The way most undergrads have dealt with this problem is to buy and bring their
own device. It's gotten to the point where we exhausted our IPv4 allocation on
our eduroam (Wi-Fi) network, so a year or two back they switched eduroam to
mass NAT. (It appears that they're only just starting to add IPv6 support in,
but I digress.)

Frankly, any sysadmin worth their salt knows that admin/root access can easily
be granted in a secure network, either by using Group Policy (Windows/AD) or
by using virtualization (for client-server computing; think KVM/libvirt) or
access control (SELinux).

Edit: Need proof? Try
[http://www.coker.com.au/selinux/play.html](http://www.coker.com.au/selinux/play.html)

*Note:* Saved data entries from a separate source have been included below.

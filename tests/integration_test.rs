use std::cell::RefCell;
use std::collections::VecDeque;

use l3probe::instant::InstantTimer;
use l3probe::timer::DurationTimer;
use l3probe::util::{PAGE_SIZE, Size};
use l3probe::{CacheProber, EvictionBuffer, ProbeConfig};

/// Replays a fixed sequence of tick values, one per `now()` call.
struct ScriptedTimer {
    ticks: RefCell<VecDeque<u64>>,
}

impl ScriptedTimer {
    fn new(ticks: impl IntoIterator<Item = u64>) -> Self {
        ScriptedTimer {
            ticks: RefCell::new(ticks.into_iter().collect()),
        }
    }
}

impl DurationTimer for ScriptedTimer {
    fn name(&self) -> &'static str {
        "scripted"
    }

    fn now(&self) -> u64 {
        self.ticks
            .borrow_mut()
            .pop_front()
            .expect("scripted timer ran out of ticks")
    }

    fn tick_nanos(&self) -> f64 {
        1.0
    }
}

#[test]
fn test_single_round_reference_buffer() -> anyhow::Result<()> {
    let config = ProbeConfig {
        rounds: 1,
        buffer_size: 8192 * 1024,
        stride: 64,
        keep_samples: true,
        ..Default::default()
    };
    let timer = ScriptedTimer::new([0, 300, 300, 340, 340, 380, 1000, 1290]);
    let mut prober = CacheProber::builder()
        .timer(Box::new(timer))
        .config(config)
        .build()?;
    let data = prober.run();

    assert_eq!(prober.eviction().reads(), (8192 * 1023) / 64);
    assert_eq!(data.accesses.sweeps, 2);
    assert_eq!(data.accesses.eviction_reads, 2 * ((8192 * 1023) / 64));
    assert_eq!(data.accesses.probe_reads, 4);

    assert!(data.result.is_well_formed());
    let samples = data.samples.expect("samples requested");
    assert_eq!(samples.len(), 1);
    assert_eq!(data.result.flushed_average, samples[0].first);
    assert_eq!(data.result.unflushed_average, samples[0].second);
    assert_eq!(data.result.unflushed_control_average, samples[0].third);
    assert_eq!(data.result.flushed_control_average, samples[0].fourth);
    assert_eq!(data.result.flushed_average, 300.0);
    assert_eq!(data.result.unflushed_average, 40.0);
    assert_eq!(data.result.unflushed_control_average, 40.0);
    assert_eq!(data.result.flushed_control_average, 290.0);
    Ok(())
}

#[test]
fn test_averages_map_reads_to_fields() -> anyhow::Result<()> {
    let ticks = [
        0, 100, 100, 110, 110, 125, 200, 290, // round 1
        0, 300, 0, 20, 0, 25, 0, 110, // round 2
    ];
    let mut prober = CacheProber::builder()
        .timer(Box::new(ScriptedTimer::new(ticks)))
        .config(ProbeConfig {
            rounds: 2,
            buffer_size: 64 * PAGE_SIZE,
            ..Default::default()
        })
        .build()?;
    let result = prober.run().result;
    assert_eq!(result.flushed_average, 200.0);
    assert_eq!(result.unflushed_average, 15.0);
    assert_eq!(result.unflushed_control_average, 20.0);
    assert_eq!(result.flushed_control_average, 100.0);
    assert!(result.is_ordered());
    Ok(())
}

#[test]
fn test_uneven_stride_sweeps_in_bounds() -> anyhow::Result<()> {
    let len = Size::KB(8192).bytes();
    let mut prober = CacheProber::builder()
        .timer(Box::new(InstantTimer::new()))
        .config(ProbeConfig {
            rounds: 2,
            buffer_size: len,
            stride: 96,
            ..Default::default()
        })
        .build()?;
    let reads = prober.eviction().reads();
    assert_eq!(reads, EvictionBuffer::sweep_reads(len, 96));
    assert!((reads - 1) * 96 + 4 <= len);
    let data = prober.run();
    assert_eq!(data.accesses.eviction_reads, 4 * reads as u64);
    assert!(data.result.is_well_formed());
    Ok(())
}

#[test]
fn test_instant_timer_smoke() -> anyhow::Result<()> {
    let mut prober = CacheProber::builder()
        .timer(Box::new(InstantTimer::new()))
        .config(ProbeConfig {
            rounds: 10,
            buffer_size: Size::KB(64).bytes(),
            ..Default::default()
        })
        .build()?;
    let data = prober.run();
    assert_eq!(data.timer, "instant");
    assert!(data.result.is_well_formed());
    assert_eq!(data.accesses.probe_reads, 40);
    Ok(())
}

#[test]
fn test_report_json_layout() -> anyhow::Result<()> {
    let mut prober = CacheProber::builder()
        .timer(Box::new(InstantTimer::new()))
        .config(ProbeConfig {
            rounds: 1,
            buffer_size: 4 * PAGE_SIZE,
            ..Default::default()
        })
        .build()?;
    let json = serde_json::to_value(prober.run())?;
    let result = json["result"].as_object().expect("result object");
    assert_eq!(result.len(), 4);
    for key in [
        "flushedAverage",
        "unflushedAverage",
        "flushedControlAverage",
        "unflushedControlAverage",
    ] {
        assert!(result[key].as_f64().is_some_and(|v| v >= 0.0), "{}", key);
    }
    assert!(json.get("samples").is_none());
    assert_eq!(json["config"]["rounds"], 1);
    assert_eq!(json["accesses"]["sweeps"], 2);
    Ok(())
}

#[test]
fn test_config_from_jsonfile() -> anyhow::Result<()> {
    let path = std::env::temp_dir().join(format!("l3probe-config-{}.json", std::process::id()));
    std::fs::write(&path, r#"{"rounds": 3, "buffer_size": 65536, "stride": 128}"#)?;
    let config = ProbeConfig::from_jsonfile(&path);
    std::fs::remove_file(&path)?;
    let config = config?;
    assert_eq!(config.rounds, 3);
    assert_eq!(config.buffer_size, 65536);
    assert_eq!(config.stride, 128);
    assert_eq!(config.probe_offset, 4);
    Ok(())
}

#[test]
fn test_invalid_offset_is_rejected_before_allocation() {
    let result = CacheProber::builder()
        .timer(Box::new(InstantTimer::new()))
        .config(ProbeConfig {
            buffer_size: PAGE_SIZE,
            probe_offset: PAGE_SIZE,
            ..Default::default()
        })
        .build();
    assert!(matches!(result, Err(l3probe::Error::InvalidConfig(_))));
}

/// Needs an idle machine with a real cache hierarchy.
#[test]
#[ignore]
fn test_evicted_reads_are_slower() -> anyhow::Result<()> {
    let _ = env_logger::builder().is_test(true).try_init();
    let mut ordered = 0;
    let mut comparable = 0;
    const REPETITIONS: usize = 5;
    const MAX_CONTROL_DEVIATION: f64 = 0.5;
    for _ in 0..REPETITIONS {
        let mut prober = CacheProber::builder()
            .timer(Box::new(InstantTimer::new()))
            .config(ProbeConfig::default())
            .build()?;
        let result = prober.run().result;
        assert!(result.is_well_formed());
        if result.is_ordered() {
            ordered += 1;
        }
        let deviation = result.control_deviation();
        println!("{:?} {:?}", result, deviation);
        if deviation.warm < MAX_CONTROL_DEVIATION && deviation.cold < MAX_CONTROL_DEVIATION {
            comparable += 1;
        }
    }
    assert!(
        ordered * 2 > REPETITIONS,
        "only {}/{} runs ordered",
        ordered,
        REPETITIONS
    );
    assert!(
        comparable * 2 > REPETITIONS,
        "control reads matched the primary reads in only {}/{} runs",
        comparable,
        REPETITIONS
    );
    Ok(())
}
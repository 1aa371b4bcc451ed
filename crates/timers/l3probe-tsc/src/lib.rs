//! Time stamp counter timer for l3probe.
//!
//! This crate reads the x86_64 time stamp counter with `rdtscp`, fenced by `mfence`
//! before and `lfence` after, so that a timed load can neither start before the
//! start timestamp nor finish after the end timestamp. The tick period is calibrated
//! against the monotonic clock when the timer is constructed.
//!
//! Implements the [`l3probe_core::timer::DurationTimer`] trait.
//!
//! # Platform Support
//!
//! x86_64 only. On other architectures [`TscTimer::new`] returns
//! [`TimerError::Unsupported`](l3probe_core::timer::TimerError::Unsupported).

#![warn(missing_docs)]

mod tsc;

pub use tsc::TscTimer;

That said-- if you're installing new software and programming languages, you
probably shouldn't need or want root, especially if you're using Linux. The
binary packages are almost always too stale for what you're doing -- and if
you're building from source, you can set PREFIX to $HOME (so you get
$HOME/bin, $HOME/man, etc.).

For Ruby and Python in particular, rbenv and virtualenv make it a breeze to
use the language (and all the packages/gems you could want) without ever
needing to touch root.

The disadvantage of this is that now you have ten post-docs each with a copy
of Go and the GHC and Python and Ruby (and sources!) sitting in their homedir,
which means that you're now storing thirty gigabytes of source when you could
have a few megabytes of binaries. (Think about how this scales when you have
1,000 undergrads on NFS homedirs.)

But that's a trade-off that is up to your department's sysadmins to make.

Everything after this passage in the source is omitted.